Exactly reproduce the line that contains "error!(%phase, attempt, class" and all lines after it in the entries below, through the very last line.

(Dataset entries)
■ ■ ■

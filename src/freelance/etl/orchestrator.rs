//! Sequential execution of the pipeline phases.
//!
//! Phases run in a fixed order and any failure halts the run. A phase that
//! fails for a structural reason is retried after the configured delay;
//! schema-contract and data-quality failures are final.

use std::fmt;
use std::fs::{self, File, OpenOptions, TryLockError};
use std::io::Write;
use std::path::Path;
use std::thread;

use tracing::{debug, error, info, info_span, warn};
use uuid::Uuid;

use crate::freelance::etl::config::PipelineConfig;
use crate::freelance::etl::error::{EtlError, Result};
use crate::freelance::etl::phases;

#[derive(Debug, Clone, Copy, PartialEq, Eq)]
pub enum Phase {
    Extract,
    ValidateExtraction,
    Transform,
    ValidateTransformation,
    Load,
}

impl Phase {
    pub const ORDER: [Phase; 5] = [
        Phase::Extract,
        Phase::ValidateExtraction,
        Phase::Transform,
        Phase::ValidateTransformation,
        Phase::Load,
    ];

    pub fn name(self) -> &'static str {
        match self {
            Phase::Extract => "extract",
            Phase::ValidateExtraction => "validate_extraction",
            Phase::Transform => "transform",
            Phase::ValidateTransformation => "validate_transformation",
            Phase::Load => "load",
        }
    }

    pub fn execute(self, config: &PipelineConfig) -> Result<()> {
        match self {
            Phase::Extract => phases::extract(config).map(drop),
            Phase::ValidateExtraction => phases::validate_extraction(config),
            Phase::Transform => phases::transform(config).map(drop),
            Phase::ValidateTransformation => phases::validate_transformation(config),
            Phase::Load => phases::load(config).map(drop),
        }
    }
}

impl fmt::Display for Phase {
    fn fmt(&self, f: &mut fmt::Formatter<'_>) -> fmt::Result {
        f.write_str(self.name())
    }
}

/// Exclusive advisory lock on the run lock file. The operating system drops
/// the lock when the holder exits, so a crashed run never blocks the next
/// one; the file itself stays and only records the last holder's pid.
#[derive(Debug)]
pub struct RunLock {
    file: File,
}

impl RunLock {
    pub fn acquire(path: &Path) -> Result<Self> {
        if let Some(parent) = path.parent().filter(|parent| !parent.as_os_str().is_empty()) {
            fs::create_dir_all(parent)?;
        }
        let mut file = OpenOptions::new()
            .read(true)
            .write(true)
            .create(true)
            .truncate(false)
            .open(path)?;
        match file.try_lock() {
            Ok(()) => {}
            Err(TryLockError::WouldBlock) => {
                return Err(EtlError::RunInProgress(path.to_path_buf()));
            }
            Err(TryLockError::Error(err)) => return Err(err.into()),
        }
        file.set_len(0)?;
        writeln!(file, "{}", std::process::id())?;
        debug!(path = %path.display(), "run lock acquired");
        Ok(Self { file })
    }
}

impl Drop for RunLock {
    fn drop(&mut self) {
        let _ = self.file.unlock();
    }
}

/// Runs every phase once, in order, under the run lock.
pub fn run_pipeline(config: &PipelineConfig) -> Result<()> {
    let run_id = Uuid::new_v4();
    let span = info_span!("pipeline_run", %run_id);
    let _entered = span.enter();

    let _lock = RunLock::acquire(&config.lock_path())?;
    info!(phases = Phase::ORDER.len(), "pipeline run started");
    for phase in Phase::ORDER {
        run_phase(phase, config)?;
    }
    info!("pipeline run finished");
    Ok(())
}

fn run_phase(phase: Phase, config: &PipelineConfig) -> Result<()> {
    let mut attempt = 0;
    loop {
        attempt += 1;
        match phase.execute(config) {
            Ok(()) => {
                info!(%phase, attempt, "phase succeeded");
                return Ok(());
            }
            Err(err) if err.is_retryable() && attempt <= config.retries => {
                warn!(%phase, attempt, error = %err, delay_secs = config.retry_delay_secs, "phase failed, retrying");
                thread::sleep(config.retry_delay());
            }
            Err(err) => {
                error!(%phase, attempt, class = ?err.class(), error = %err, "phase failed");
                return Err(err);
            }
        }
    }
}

■ ■ ■

## Answer to this task
                error!(%phase, attempt, class = ?err.class(), error = %err, "phase failed");
                return Err(err);
            }
        }
    }
}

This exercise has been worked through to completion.